Going down the stairs I be as quiet as I can. When I finally mak it down the stairs I see the others sleeping. Jace is cuddled up next to Jayna. They were in each others arms. Holding on for dear life. I couldn't help but to think that, that could be me and Alex right now...

I turn and head for the door silently. Theres a pair of boots by the door. They were black leather and were in amazing shap. I slipped them on and bent down to tie them. Standing up straight i look through the peek hole through the door. Theres no feeders outside. I turn the door nob slowly and try to open the door as quietly as i can but then i remember, I forgot my bow and my sisters backpack. Quickly turning around I jog to the left side of the living room and pick up the bag and papers i threw down on the floor lastnight. Grabbing my bow and arrows I head back to the door and make my way out.

   Shutting the door behind me i baracade it from outside. Putting boards up and picnic tables. Making sure its steardy I turn and face the real world. The world that i have created.

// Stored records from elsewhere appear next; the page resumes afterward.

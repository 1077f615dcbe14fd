pub(crate) mod lookup;
pub(crate) mod secrets;
pub(crate) mod watch;
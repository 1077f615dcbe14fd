//! Wire bodies, typed records, and configuration for tests.

use std::sync::Arc;

use serde_json::{Value, json};
use skucheck_config::{
    AIRTABLE_TOKEN_SECRET, ConfigOverrides, ConfigResult, DRIVE_API_KEY_SECRET, MemorySecretStore,
    RecordStoreOverrides, SkuCheckConfig, StorageOverrides,
};
use skucheck_core::{LinkedRecord, ProductRecord, RemoteFile};

/// Record store token accepted by credential validation.
pub const TEST_TOKEN: &str = "patTestToken.0001";
/// Storage API key.
pub const TEST_API_KEY: &str = "AIzaTestKey";
/// Base id used by mock record stores.
pub const TEST_BASE: &str = "appTestBase";
/// Product table id used by mock record stores.
pub const TEST_PRODUCT_TABLE: &str = "tblProducts";
/// Linked table id used by mock record stores.
pub const TEST_LINKED_TABLE: &str = "tblRawData";

/// Configuration pointing both adapters at local mock servers.
///
/// # Errors
///
/// Returns an error when either URL fails validation.
pub fn config_for(record_store_url: &str, storage_url: &str) -> ConfigResult<SkuCheckConfig> {
    ConfigOverrides {
        record_store: RecordStoreOverrides {
            api_url: Some(record_store_url.to_string()),
            base_id: Some(TEST_BASE.to_string()),
            product_table: Some(TEST_PRODUCT_TABLE.to_string()),
            linked_table: Some(TEST_LINKED_TABLE.to_string()),
        },
        storage: StorageOverrides {
            api_url: Some(storage_url.to_string()),
            page_size: None,
        },
        ..ConfigOverrides::default()
    }
    .resolve()
}

/// Secret store holding both test credentials.
#[must_use]
pub fn credentials() -> Arc<MemorySecretStore> {
    Arc::new(MemorySecretStore::with_entries([
        (AIRTABLE_TOKEN_SECRET, TEST_TOKEN),
        (DRIVE_API_KEY_SECRET, TEST_API_KEY),
    ]))
}

/// Product record document as returned by the record store.
#[must_use]
pub fn product_json(id: &str, fields: Value) -> Value {
    json!({
        "id": id,
        "createdTime": "2024-05-01T09:30:00.000Z",
        "fields": fields,
    })
}

/// Product fields with a direct folder and both expected photos.
#[must_use]
pub fn product_fields(sku: &str, folder_id: &str, front: &str, back: &str) -> Value {
    json!({
        "SKU": sku,
        "Product_Status": "Ready",
        "AI_Status": "AI_DONE",
        "AI_Quality_Check": "Approved",
        "Listing_Status": "Published",
        "Brand_TXT": "Acme",
        "Category": "Shoes",
        "Size (INT)": 42,
        "Colors": ["Red", "Black"],
        "RAW_FolderID": folder_id,
        "rawID_FRONT": front,
        "rawID_BACK": [back],
    })
}

/// List envelope for product lookups.
#[must_use]
pub fn list_body(records: &[Value]) -> Value {
    json!({ "records": records })
}

/// Linked raw-data record document.
#[must_use]
pub fn linked_json(id: &str, folder_id: &str) -> Value {
    json!({
        "id": id,
        "createdTime": "2024-05-01T09:30:00.000Z",
        "fields": {
            "Folder_ID": [folder_id],
            "Folder_Link": format!("https://drive.google.com/drive/folders/{folder_id}"),
            "Photo_Count": 2,
        },
    })
}

/// One storage file document.
#[must_use]
pub fn drive_file_json(id: &str, name: &str, mime_type: &str) -> Value {
    json!({
        "id": id,
        "name": name,
        "mimeType": mime_type,
        "size": "204800",
        "thumbnailLink": format!("https://lh3.googleusercontent.com/{id}=s220"),
    })
}

/// Storage listing envelope.
#[must_use]
pub fn drive_list_body(files: &[Value]) -> Value {
    json!({ "files": files })
}

/// Storage error document carrying a structured reason.
#[must_use]
pub fn drive_error_body(code: u16, reason: &str) -> Value {
    json!({
        "error": {
            "code": code,
            "message": format!("request failed: {reason}"),
            "errors": [{ "domain": "global", "reason": reason, "message": reason }],
        }
    })
}

/// Typed product record.
///
/// # Errors
///
/// Returns an error when `fields` does not decode as product columns.
pub fn product_record(id: &str, fields: Value) -> serde_json::Result<ProductRecord> {
    serde_json::from_value(product_json(id, fields))
}

/// Typed linked record.
///
/// # Errors
///
/// Returns an error when the document does not decode.
pub fn linked_record(id: &str, folder_id: &str) -> serde_json::Result<LinkedRecord> {
    serde_json::from_value(linked_json(id, folder_id))
}

/// JPEG file with the given id and name.
#[must_use]
pub fn image(id: &str, name: &str) -> RemoteFile {
    RemoteFile {
        id: id.to_string(),
        name: name.to_string(),
        mime_type: "image/jpeg".to_string(),
        size: Some(204_800),
        thumbnail_link: None,
    }
}

#[cfg(test)]
mod tests {
    use super::*;

    #[test]
    fn fixtures_decode_into_domain_types() -> anyhow::Result<()> {
        let record = product_record("recA", product_fields("MF-2411", "F1", "fr", "bk"))?;
        assert_eq!(record.direct_folder_id(), Some("F1"));
        assert_eq!(record.back_file_id(), Some("bk"));

        let linked = linked_record("recRaw", "F123")?;
        assert_eq!(linked.folder_id().as_deref(), Some("F123"));
        Ok(())
    }

    #[test]
    fn config_targets_mock_servers() -> anyhow::Result<()> {
        let config = config_for("http://127.0.0.1:1234", "http://127.0.0.1:5678")?;
        assert_eq!(config.record_store.base_id, TEST_BASE);
        assert_eq!(config.storage.api_url.port(), Some(5678));
        Ok(())
    }
}
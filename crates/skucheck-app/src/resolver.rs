//! Folder resolution.
//!
//! # Design
//! - Strategies run in order and the first non-empty folder id wins.
//! - A strategy that cannot answer returns `None`; resolution never fails.

use async_trait::async_trait;
use skucheck_core::{FolderReference, ProductRecord, RecordStore};
use tracing::debug;

/// One way of deriving a folder id from a product record.
#[async_trait]
pub trait FolderStrategy: Send + Sync {
    /// Short identifier used in logs.
    fn name(&self) -> &'static str;

    /// Folder id for `record`, if this strategy can find one.
    async fn resolve(&self, record: &ProductRecord, store: &dyn RecordStore) -> Option<String>;
}

/// Reads the folder id stored on the product itself.
#[derive(Debug, Default, Clone, Copy)]
pub struct DirectFolderField;

#[async_trait]
impl FolderStrategy for DirectFolderField {
    fn name(&self) -> &'static str {
        "direct_field"
    }

    async fn resolve(&self, record: &ProductRecord, _store: &dyn RecordStore) -> Option<String> {
        record.direct_folder_id().map(str::to_string)
    }
}

/// Follows the first linked raw-data record and reads its folder id.
#[derive(Debug, Default, Clone, Copy)]
pub struct LinkedRecordFolder;

#[async_trait]
impl FolderStrategy for LinkedRecordFolder {
    fn name(&self) -> &'static str {
        "linked_record"
    }

    async fn resolve(&self, record: &ProductRecord, store: &dyn RecordStore) -> Option<String> {
        let linked_id = record.linked_record_id()?;
        let linked = store.fetch_linked(linked_id).await?;
        linked.folder_id()
    }
}

/// Ordered list of folder strategies.
pub struct FolderResolver {
    strategies: Vec<Box<dyn FolderStrategy>>,
}

impl FolderResolver {
    /// Direct field first, then the linked record.
    #[must_use]
    pub fn standard() -> Self {
        Self::with_strategies(vec![
            Box::new(DirectFolderField),
            Box::new(LinkedRecordFolder),
        ])
    }

    /// Resolver evaluating `strategies` in the given order.
    #[must_use]
    pub fn with_strategies(strategies: Vec<Box<dyn FolderStrategy>>) -> Self {
        Self { strategies }
    }

    /// First folder id produced by any strategy.
    pub async fn resolve(
        &self,
        record: &ProductRecord,
        store: &dyn RecordStore,
    ) -> FolderReference {
        for strategy in &self.strategies {
            if let Some(folder_id) = strategy
                .resolve(record, store)
                .await
                .filter(|folder_id| !folder_id.trim().is_empty())
            {
                debug!(
                    record_id = %record.id,
                    strategy = strategy.name(),
                    folder_id = %folder_id,
                    "folder resolved"
                );
                return Some(folder_id);
            }
        }
        debug!(record_id = %record.id, "no folder resolved");
        None
    }
}

impl Default for FolderResolver {
    fn default() -> Self {
        Self::standard()
    }
}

   Everything is dead. Theres blood on the side walks and burnt down houses. Cars that never made it out.

   Maybe one of the cars will still work...

I shake my head. It'd be best for me to walk. I step off of the porch and head soth into the woods. There's a highway past this tree line. I know because when we dropped off Amy from school on the bus we took it.

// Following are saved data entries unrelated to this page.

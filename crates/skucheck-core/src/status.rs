//! Badge tone classification for record status columns.

use serde::{Deserialize, Serialize};

/// Status columns carried on a product record.
#[derive(Debug, Clone, Copy, PartialEq, Eq, Hash, Serialize, Deserialize)]
#[serde(rename_all = "snake_case")]
pub enum StatusField {
    /// `Product_Status`.
    ProductStatus,
    /// `AI_Status`.
    AiStatus,
    /// `AI_Quality_Check`.
    AiQualityCheck,
    /// `Listing_Status`.
    ListingStatus,
}

impl StatusField {
    /// Every status column, in display order.
    pub const ALL: [Self; 4] = [
        Self::ProductStatus,
        Self::AiStatus,
        Self::AiQualityCheck,
        Self::ListingStatus,
    ];

    /// Column name in the record store.
    #[must_use]
    pub const fn column(self) -> &'static str {
        match self {
            Self::ProductStatus => "Product_Status",
            Self::AiStatus => "AI_Status",
            Self::AiQualityCheck => "AI_Quality_Check",
            Self::ListingStatus => "Listing_Status",
        }
    }

    /// Short human label.
    #[must_use]
    pub const fn label(self) -> &'static str {
        match self {
            Self::ProductStatus => "Product",
            Self::AiStatus => "AI",
            Self::AiQualityCheck => "QC",
            Self::ListingStatus => "Listing",
        }
    }
}

/// Visual tone a presenter should use for a status badge.
#[derive(Debug, Clone, Copy, PartialEq, Eq, Hash, Serialize, Deserialize)]
#[serde(rename_all = "snake_case")]
pub enum BadgeTone {
    /// No particular meaning.
    Neutral,
    /// Completed or approved.
    Success,
    /// In progress or awaiting action.
    Warning,
    /// Failed or rejected.
    Error,
    /// Informational (e.g. published).
    Info,
}

impl BadgeTone {
    /// Lowercase identifier.
    #[must_use]
    pub const fn as_str(self) -> &'static str {
        match self {
            Self::Neutral => "neutral",
            Self::Success => "success",
            Self::Warning => "warning",
            Self::Error => "error",
            Self::Info => "info",
        }
    }
}

/// Map a status value from `field` to a badge tone. Matching is
/// case-insensitive; absent or empty values are neutral.
#[must_use]
pub fn classify_status(status: Option<&str>, field: StatusField) -> BadgeTone {
    let Some(status) = status.filter(|value| !value.is_empty()) else {
        return BadgeTone::Neutral;
    };
    let upper = status.to_uppercase();
    let contains_any = |needles: &[&str]| needles.iter().any(|needle| upper.contains(needle));

    match field {
        StatusField::ProductStatus => {
            if upper.contains("ERROR") {
                BadgeTone::Error
            } else if contains_any(&["READY", "DONE", "GENERATED"])
                || upper == "LISTED"
                || upper == "SOLD"
            {
                BadgeTone::Success
            } else if contains_any(&["PENDING", "PROCESSING", "WAITING"]) {
                BadgeTone::Warning
            } else {
                BadgeTone::Neutral
            }
        }
        StatusField::AiStatus => {
            if upper.contains("ERROR") {
                BadgeTone::Error
            } else if upper == "AI_DONE" {
                BadgeTone::Success
            } else if contains_any(&["PENDING", "PROCESSING"]) {
                BadgeTone::Warning
            } else {
                BadgeTone::Neutral
            }
        }
        StatusField::AiQualityCheck => match upper.as_str() {
            "APPROVED" => BadgeTone::Success,
            "REJECTED" => BadgeTone::Error,
            "PENDING" => BadgeTone::Warning,
            _ => BadgeTone::Neutral,
        },
        StatusField::ListingStatus => match upper.as_str() {
            "PUBLISHED" | "LIVE" => BadgeTone::Info,
            _ => BadgeTone::Neutral,
        },
    }
}

#[cfg(test)]
mod tests {
    use super::*;

    #[test]
    fn product_status_rules() {
        let field = StatusField::ProductStatus;
        assert_eq!(classify_status(Some("AI_ERROR"), field), BadgeTone::Error);
        assert_eq!(classify_status(Some("ready_for_ai"), field), BadgeTone::Success);
        assert_eq!(classify_status(Some("IMAGES_GENERATED"), field), BadgeTone::Success);
        assert_eq!(classify_status(Some("Listed"), field), BadgeTone::Success);
        assert_eq!(classify_status(Some("SOLD"), field), BadgeTone::Success);
        assert_eq!(classify_status(Some("SOLD_OUT"), field), BadgeTone::Neutral);
        assert_eq!(classify_status(Some("WAITING_PHOTOS"), field), BadgeTone::Warning);
        assert_eq!(classify_status(Some("ARCHIVED"), field), BadgeTone::Neutral);
    }

    #[test]
    fn error_wins_over_success_markers() {
        assert_eq!(
            classify_status(Some("DONE_WITH_ERROR"), StatusField::ProductStatus),
            BadgeTone::Error
        );
    }

    #[test]
    fn ai_status_rules() {
        let field = StatusField::AiStatus;
        assert_eq!(classify_status(Some("AI_DONE"), field), BadgeTone::Success);
        assert_eq!(classify_status(Some("DONE"), field), BadgeTone::Neutral);
        assert_eq!(classify_status(Some("AI_PROCESSING"), field), BadgeTone::Warning);
        assert_eq!(classify_status(Some("AI_ERROR"), field), BadgeTone::Error);
    }

    #[test]
    fn field_specific_exact_matches() {
        assert_eq!(
            classify_status(Some("approved"), StatusField::AiQualityCheck),
            BadgeTone::Success
        );
        assert_eq!(
            classify_status(Some("REJECTED"), StatusField::AiQualityCheck),
            BadgeTone::Error
        );
        assert_eq!(
            classify_status(Some("PENDING"), StatusField::AiQualityCheck),
            BadgeTone::Warning
        );
        assert_eq!(
            classify_status(Some("LIVE"), StatusField::ListingStatus),
            BadgeTone::Info
        );
        assert_eq!(
            classify_status(Some("PUBLISHED"), StatusField::ListingStatus),
            BadgeTone::Info
        );
        assert_eq!(
            classify_status(Some("APPROVED"), StatusField::ListingStatus),
            BadgeTone::Neutral
        );
    }

    #[test]
    fn missing_status_is_neutral() {
        for field in StatusField::ALL {
            assert_eq!(classify_status(None, field), BadgeTone::Neutral);
            assert_eq!(classify_status(Some(""), field), BadgeTone::Neutral);
        }
    }
}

   I needed to get to the place Mary said to go. I just didn't want to leave behind Alex. I didn't want to lose the only thing left living for. The only thing that makes me feel.

   Running through the woods I try to get as far away as I possibly could from the others. The feeders want me not them. They know i have some part in this. I run and run and never stop. I don't stop until I see a line of cars. Doors opened wide and luggage everywhere. None of them made it out. None!!!!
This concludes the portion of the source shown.